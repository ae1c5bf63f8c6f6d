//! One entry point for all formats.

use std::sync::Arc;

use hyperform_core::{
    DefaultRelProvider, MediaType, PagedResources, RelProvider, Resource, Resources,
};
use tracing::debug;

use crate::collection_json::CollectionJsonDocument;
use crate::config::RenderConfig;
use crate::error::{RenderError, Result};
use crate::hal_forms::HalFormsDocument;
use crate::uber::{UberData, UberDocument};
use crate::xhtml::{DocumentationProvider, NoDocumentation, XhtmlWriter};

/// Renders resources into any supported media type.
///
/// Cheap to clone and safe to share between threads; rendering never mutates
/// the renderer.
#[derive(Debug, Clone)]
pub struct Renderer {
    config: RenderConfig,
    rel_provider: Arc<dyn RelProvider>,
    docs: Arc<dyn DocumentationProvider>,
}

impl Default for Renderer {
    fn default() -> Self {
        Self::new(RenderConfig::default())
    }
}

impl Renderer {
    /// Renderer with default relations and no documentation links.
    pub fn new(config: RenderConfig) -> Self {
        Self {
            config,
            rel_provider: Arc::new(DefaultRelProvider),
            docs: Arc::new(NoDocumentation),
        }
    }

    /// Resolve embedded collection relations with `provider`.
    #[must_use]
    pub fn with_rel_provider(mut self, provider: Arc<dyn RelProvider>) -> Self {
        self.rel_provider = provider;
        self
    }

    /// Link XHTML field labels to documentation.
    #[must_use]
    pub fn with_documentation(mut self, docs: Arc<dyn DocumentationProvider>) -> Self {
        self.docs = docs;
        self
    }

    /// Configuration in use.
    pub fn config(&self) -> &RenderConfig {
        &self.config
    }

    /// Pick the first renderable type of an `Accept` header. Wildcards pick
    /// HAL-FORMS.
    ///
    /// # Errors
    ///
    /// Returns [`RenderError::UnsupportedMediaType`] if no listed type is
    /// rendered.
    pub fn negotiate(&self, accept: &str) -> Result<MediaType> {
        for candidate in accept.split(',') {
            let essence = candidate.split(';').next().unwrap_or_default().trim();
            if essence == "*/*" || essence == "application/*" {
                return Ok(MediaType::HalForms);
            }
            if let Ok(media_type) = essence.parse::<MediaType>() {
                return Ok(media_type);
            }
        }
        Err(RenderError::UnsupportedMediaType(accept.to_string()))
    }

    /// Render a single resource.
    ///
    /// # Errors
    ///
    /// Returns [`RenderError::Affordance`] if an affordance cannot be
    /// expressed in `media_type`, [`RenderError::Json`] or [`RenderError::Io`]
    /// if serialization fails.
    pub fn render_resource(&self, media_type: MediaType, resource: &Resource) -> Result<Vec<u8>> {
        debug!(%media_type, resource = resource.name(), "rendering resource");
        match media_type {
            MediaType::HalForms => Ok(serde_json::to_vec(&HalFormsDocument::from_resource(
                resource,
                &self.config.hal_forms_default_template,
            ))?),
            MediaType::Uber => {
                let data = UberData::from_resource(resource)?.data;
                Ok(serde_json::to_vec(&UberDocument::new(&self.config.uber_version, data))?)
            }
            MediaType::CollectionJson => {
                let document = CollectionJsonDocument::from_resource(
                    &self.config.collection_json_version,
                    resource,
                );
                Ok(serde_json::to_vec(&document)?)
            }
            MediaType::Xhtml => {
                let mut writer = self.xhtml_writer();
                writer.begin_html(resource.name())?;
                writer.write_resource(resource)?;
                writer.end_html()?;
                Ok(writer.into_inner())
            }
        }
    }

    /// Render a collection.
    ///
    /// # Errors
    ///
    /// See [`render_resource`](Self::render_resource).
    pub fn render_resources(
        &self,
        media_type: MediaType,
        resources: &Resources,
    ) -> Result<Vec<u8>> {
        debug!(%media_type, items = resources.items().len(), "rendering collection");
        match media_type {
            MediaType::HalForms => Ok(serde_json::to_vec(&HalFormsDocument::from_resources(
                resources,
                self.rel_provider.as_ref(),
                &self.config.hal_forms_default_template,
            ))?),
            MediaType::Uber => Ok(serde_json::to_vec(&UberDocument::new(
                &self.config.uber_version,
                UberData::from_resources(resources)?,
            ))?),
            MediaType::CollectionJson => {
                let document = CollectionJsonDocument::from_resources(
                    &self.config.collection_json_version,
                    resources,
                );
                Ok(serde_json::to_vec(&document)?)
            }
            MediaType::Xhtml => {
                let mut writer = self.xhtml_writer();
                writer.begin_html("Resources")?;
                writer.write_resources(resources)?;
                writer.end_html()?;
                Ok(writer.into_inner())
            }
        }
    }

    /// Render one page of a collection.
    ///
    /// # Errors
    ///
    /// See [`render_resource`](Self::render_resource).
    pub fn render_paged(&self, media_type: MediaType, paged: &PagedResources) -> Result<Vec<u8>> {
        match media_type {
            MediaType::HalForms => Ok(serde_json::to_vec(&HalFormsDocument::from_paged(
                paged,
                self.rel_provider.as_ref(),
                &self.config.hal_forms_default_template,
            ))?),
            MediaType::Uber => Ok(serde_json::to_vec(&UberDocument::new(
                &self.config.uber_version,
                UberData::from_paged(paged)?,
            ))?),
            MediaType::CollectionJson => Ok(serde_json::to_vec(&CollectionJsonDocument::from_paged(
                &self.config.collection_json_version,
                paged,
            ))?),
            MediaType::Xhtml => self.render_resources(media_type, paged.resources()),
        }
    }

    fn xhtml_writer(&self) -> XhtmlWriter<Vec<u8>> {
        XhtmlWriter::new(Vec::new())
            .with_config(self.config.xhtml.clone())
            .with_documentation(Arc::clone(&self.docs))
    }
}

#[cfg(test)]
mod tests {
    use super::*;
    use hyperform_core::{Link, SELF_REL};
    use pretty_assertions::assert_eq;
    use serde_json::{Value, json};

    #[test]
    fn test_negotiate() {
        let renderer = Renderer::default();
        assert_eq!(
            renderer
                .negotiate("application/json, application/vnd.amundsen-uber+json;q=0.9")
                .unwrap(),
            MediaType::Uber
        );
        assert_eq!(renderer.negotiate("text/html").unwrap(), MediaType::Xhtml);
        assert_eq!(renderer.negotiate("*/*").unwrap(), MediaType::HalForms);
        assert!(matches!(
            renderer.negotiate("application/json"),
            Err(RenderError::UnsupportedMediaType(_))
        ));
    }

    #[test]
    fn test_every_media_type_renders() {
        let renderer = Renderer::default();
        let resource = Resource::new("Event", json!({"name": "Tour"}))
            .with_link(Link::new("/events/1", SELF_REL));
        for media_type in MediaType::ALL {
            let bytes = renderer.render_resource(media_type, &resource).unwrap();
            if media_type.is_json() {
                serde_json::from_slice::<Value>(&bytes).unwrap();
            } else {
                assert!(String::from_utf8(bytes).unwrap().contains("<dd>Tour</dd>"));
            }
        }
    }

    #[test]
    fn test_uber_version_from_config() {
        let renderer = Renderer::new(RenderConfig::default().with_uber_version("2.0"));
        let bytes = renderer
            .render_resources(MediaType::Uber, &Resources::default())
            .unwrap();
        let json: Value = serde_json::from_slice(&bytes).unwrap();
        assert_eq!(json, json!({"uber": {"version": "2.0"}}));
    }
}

::::::::

* [The problem]
Once you have read the records above, say how many of their lines contain the word "DefaultRelProvider", giving only that figure.

* [Exercise response]
2